#### Excerpted records
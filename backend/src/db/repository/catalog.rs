//! Create/read operations for schools, courses and rooms.

use async_trait::async_trait;

use super::error::RepositoryResult;
use crate::models::{Course, CourseId, NewCourse, NewRoom, NewSchool, Room, School, SchoolId};

/// Repository trait for the school catalog.
///
/// Lists are returned in ascending id order. Creating a child entity whose
/// parent does not exist fails with `RepositoryError::NotFound`.
///
/// # Thread Safety
/// Implementations must be `Send + Sync` to be shared across request handlers.
#[async_trait]
pub trait CatalogRepository: Send + Sync {
    // ==================== Health & Connection ====================

    /// Check if the storage backend is healthy.
    async fn health_check(&self) -> RepositoryResult<bool>;

    // ==================== Schools ====================

    /// Store a new school. `secret_hash` replaces the clear-text password
    /// carried by `school`, which is ignored.
    async fn create_school(&self, school: &NewSchool, secret_hash: &str)
        -> RepositoryResult<School>;

    /// # Errors
    /// `RepositoryError::NotFound` if the school doesn't exist.
    async fn get_school(&self, school_id: SchoolId) -> RepositoryResult<School>;

    async fn list_schools(&self) -> RepositoryResult<Vec<School>>;

    // ==================== Courses ====================

    /// # Errors
    /// `RepositoryError::NotFound` if `course.school_id` doesn't exist.
    async fn create_course(&self, course: &NewCourse) -> RepositoryResult<Course>;

    async fn get_course(&self, course_id: CourseId) -> RepositoryResult<Course>;

    async fn list_courses(&self) -> RepositoryResult<Vec<Course>>;

    // ==================== Rooms ====================

    /// # Errors
    /// `RepositoryError::NotFound` if `room.course_id` doesn't exist.
    async fn create_room(&self, room: &NewRoom) -> RepositoryResult<Room>;

    async fn list_rooms(&self) -> RepositoryResult<Vec<Room>>;
}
########
# What to do:
Your answer must be a copy of every line in the data above that holds the string "NotFound".

# Output below:
/// parent does not exist fails with `RepositoryError::NotFound`.
    /// `RepositoryError::NotFound` if the school doesn't exist.
    /// `RepositoryError::NotFound` if `course.school_id` doesn't exist.
    /// `RepositoryError::NotFound` if `room.course_id` doesn't exist.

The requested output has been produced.